When we met near the end of 2022, Schafer said he’ll keep racing mountain bikes and dirt bikes, but his main focus for the new year will be UTV racing since that’s where he can race at the highest level still.
He’s still going to physical therapy, scooping imaginary ice cream, and has nerve pain all the time—erratic shocks and muscle spasms—but his grip strength in his hand and the capability in his arm gets better every day.
And though his priorities in competition may have shifted, so has his approach to riding.
“It changed my perspective of doing stuff as a group activity and going for fun,” he said. “You don’t have to go as fast as you can everywhere you can. You can take time to teach [other] people what your brain knows, but your body isn’t letting you do.”
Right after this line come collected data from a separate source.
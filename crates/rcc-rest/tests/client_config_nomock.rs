//! No-mock client configuration tests.
//!
//! Covers:
//! - Resolution scenarios for key and type identities
//! - Records loaded from real YAML and TOML files
//! - Environment variables layered over files
//! - Lenient loading, validation and client discovery on a full stack

use rcc_config::{EnvSource, FileSource, LayeredConfig, MapSource};
use rcc_rest::{
    configured_clients, ClientConfigResolver, ClientIdentity, QueryParamStyle, RestClientConfig,
    Severity, DEFAULT_PREFIX,
};
use std::collections::BTreeMap;
use std::fs;
use std::path::PathBuf;
use tempfile::TempDir;

const YAML: &str = r#"
quarkus:
  rest-client:
    "com.acme.Client":
      url: http://fq.example
      read-timeout: 2000
    Client:
      url: http://short.example
      connect-timeout: 500
    billing:
      uri: https://billing.example/api
      follow-redirects: on
      max-redirects: 3
      query-param-style: array-pairs
      trust-store: /certs/billing.p12
      trust-store-password: changeit
"#;

const TOML: &str = r#"
[quarkus.rest-client.billing]
uri = "https://billing.example/api"
connection-pool-size = 0
proxy-address = "proxy.local"

[quarkus.rest-client.broken]
url = "http://broken.example"
connect-timeout = "soon"
read-timeout = "later"
"#;

fn write_file(temp: &TempDir, name: &str, content: &str) -> PathBuf {
    let path = temp.path().join(name);
    fs::write(&path, content).expect("write config file");
    path
}

fn env_from(pairs: &[(&str, &str)]) -> EnvSource {
    let map: BTreeMap<String, String> = pairs
        .iter()
        .map(|(k, v)| (k.to_string(), v.to_string()))
        .collect();
    EnvSource::with_lookup(move |key| map.get(key).cloned())
}

#[test]
fn test_quoted_key_scenario() {
    let source = MapSource::new("t").with("quarkus.rest-client.\"my-client\".connect-timeout", "5000");
    let resolver = ClientConfigResolver::new(&source);
    let timeout: Option<i64> = resolver
        .resolve(&ClientIdentity::key("my-client"), "connect-timeout")
        .expect("resolves");
    assert_eq!(timeout, Some(5000));
}

#[test]
fn test_short_name_scenario() {
    let source = MapSource::new("t").with("quarkus.rest-client.Client.url", "http://x");
    let resolver = ClientConfigResolver::new(&source);
    let url: Option<String> = resolver
        .resolve(&ClientIdentity::for_type_name("com.acme.Client"), "url")
        .expect("resolves");
    assert_eq!(url.as_deref(), Some("http://x"));
}

#[test]
fn test_boolean_coercion_failure_scenario() {
    let source = MapSource::new("t").with("quarkus.rest-client.api.follow-redirects", "notabool");
    let resolver = ClientConfigResolver::new(&source);
    let err = resolver
        .resolve::<bool>(&ClientIdentity::key("api"), "follow-redirects")
        .expect_err("coercion must fail");
    assert!(err.is_conversion());
    assert!(err.to_string().contains("quarkus.rest-client.api.follow-redirects"));
}

#[test]
fn test_type_identity_from_yaml_file() {
    let temp = TempDir::new().expect("temp dir");
    let path = write_file(&temp, "application.yaml", YAML);
    let file = FileSource::load(&path).expect("load yaml");
    let resolver = ClientConfigResolver::new(&file);

    let config = RestClientConfig::load(&resolver, &ClientIdentity::for_type_name("com.acme.Client"))
        .expect("load record");

    // Fully qualified form wins per field; missing fields fall to the short name.
    assert_eq!(config.url.as_deref(), Some("http://fq.example"));
    assert_eq!(config.read_timeout, Some(2000));
    assert_eq!(config.connect_timeout, Some(500));
}

#[test]
fn test_key_identity_from_yaml_file() {
    let temp = TempDir::new().expect("temp dir");
    let path = write_file(&temp, "application.yml", YAML);
    let file = FileSource::load(&path).expect("load yaml");
    let resolver = ClientConfigResolver::new(&file);

    let config = RestClientConfig::load(&resolver, &ClientIdentity::key("billing")).expect("load record");
    assert_eq!(config.uri.as_deref(), Some("https://billing.example/api"));
    assert_eq!(config.follow_redirects, Some(true));
    assert_eq!(config.max_redirects, Some(3));
    assert_eq!(config.query_param_style, Some(QueryParamStyle::ArrayPairs));
    assert!(config.validate().is_empty());

    let shown = serde_json::to_value(config.redacted()).expect("serialize");
    assert_eq!(shown["trust-store-password"], "****");
}

#[test]
fn test_environment_overrides_file() {
    let temp = TempDir::new().expect("temp dir");
    let path = write_file(&temp, "application.yaml", YAML);
    let layered = LayeredConfig::new()
        .with_source(FileSource::load(&path).expect("load yaml"))
        .with_source(env_from(&[
            ("QUARKUS_REST_CLIENT_BILLING_MAX_REDIRECTS", "7"),
            ("QUARKUS_REST_CLIENT_BILLING_URL", "http://env.example"),
        ]));
    let resolver = ClientConfigResolver::new(&layered);

    let config = RestClientConfig::load(&resolver, &ClientIdentity::key("billing")).expect("load record");
    assert_eq!(config.max_redirects, Some(7));
    assert_eq!(config.url.as_deref(), Some("http://env.example"));
    assert_eq!(config.uri.as_deref(), Some("https://billing.example/api"));
}

#[test]
fn test_lenient_load_and_validation_on_toml() {
    let temp = TempDir::new().expect("temp dir");
    let path = write_file(&temp, "application.toml", TOML);
    let file = FileSource::load(&path).expect("load toml");
    let resolver = ClientConfigResolver::new(&file);

    let (broken, errors) = RestClientConfig::load_lenient(&resolver, &ClientIdentity::key("broken"));
    assert_eq!(broken.url.as_deref(), Some("http://broken.example"));
    assert_eq!(errors.len(), 2);
    assert!(RestClientConfig::load(&resolver, &ClientIdentity::key("broken")).is_err());

    let billing = RestClientConfig::load(&resolver, &ClientIdentity::key("billing")).expect("load record");
    let issues = billing.validate();
    let fields: Vec<_> = issues.iter().map(|i| i.field).collect();
    assert_eq!(fields, vec!["connection-pool-size", "proxy-address"]);
    assert!(issues.iter().all(|i| i.severity == Severity::Error));
}

#[test]
fn test_configured_clients_across_layers() {
    let temp = TempDir::new().expect("temp dir");
    let path = write_file(&temp, "application.yaml", YAML);
    let layered = LayeredConfig::new()
        .with_source(FileSource::load(&path).expect("load yaml"))
        .with_source(MapSource::new("overrides").with("quarkus.rest-client.extra.url", "http://extra"));

    assert_eq!(
        configured_clients(&layered, DEFAULT_PREFIX),
        vec!["Client", "billing", "com.acme.Client", "extra"]
    );
}

#[test]
fn test_nothing_configured_yields_empty_record() {
    let layered = LayeredConfig::new().with_source(env_from(&[]));
    let resolver = ClientConfigResolver::new(&layered);
    let config = RestClientConfig::load(&resolver, &ClientIdentity::of::<LayeredConfig>()).expect("load record");
    assert_eq!(config, RestClientConfig::EMPTY);
}
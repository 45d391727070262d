//! Configuration errors.
//!
//! An absent value is never an error: lookups return `Ok(None)`. Errors are
//! reserved for sources that cannot be read and for present values that
//! cannot be converted to the requested type.

use std::path::PathBuf;
use thiserror::Error;

/// Result type for configuration operations.
pub type ConfigResult<T> = Result<T, ConfigError>;

/// Configuration errors.
#[derive(Error, Debug)]
pub enum ConfigError {
    #[error("I/O error reading {path}: {source}")]
    Io {
        path: PathBuf,
        #[source]
        source: std::io::Error,
    },

    #[error("failed to parse {format} config file {path}: {message}")]
    Parse {
        path: PathBuf,
        format: &'static str,
        message: String,
    },

    #[error("unsupported config file format: {path}")]
    UnsupportedFormat { path: PathBuf },

    #[error("invalid override: {0}")]
    InvalidOverride(String),

    #[error("invalid value for {key}: cannot convert {value:?} to {target}: {reason}")]
    Conversion {
        key: String,
        value: String,
        target: &'static str,
        reason: String,
    },
}

impl ConfigError {
    /// Error code for structured error reporting.
    pub fn code(&self) -> u32 {
        match self {
            ConfigError::Io { .. } => 60,
            ConfigError::Parse { .. } => 61,
            ConfigError::UnsupportedFormat { .. } => 62,
            ConfigError::InvalidOverride(_) => 63,
            ConfigError::Conversion { .. } => 65,
        }
    }

    /// The composite key a conversion failure refers to.
    pub fn key(&self) -> Option<&str> {
        match self {
            ConfigError::Conversion { key, .. } => Some(key),
            _ => None,
        }
    }

    /// Whether this error came from coercing a present value.
    pub fn is_conversion(&self) -> bool {
        matches!(self, ConfigError::Conversion { .. })
    }
}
That pressure release from the injury allowed Schafer to take it easier on himself too. He won’t stop trying to win when he does race, but he doesn’t feel the need to race all the time and pursue championship titles on his moto. It’s a gift in itself he says.
“Before I got hurt, I won both the local championships in the pro class for six years in a row,” he said. “And the pressure of it just sucked. I felt like I had to go and win every weekend or people would look at me like what’s wrong with you. Now it’s like I don’t have to win. I have one freaking arm that works!”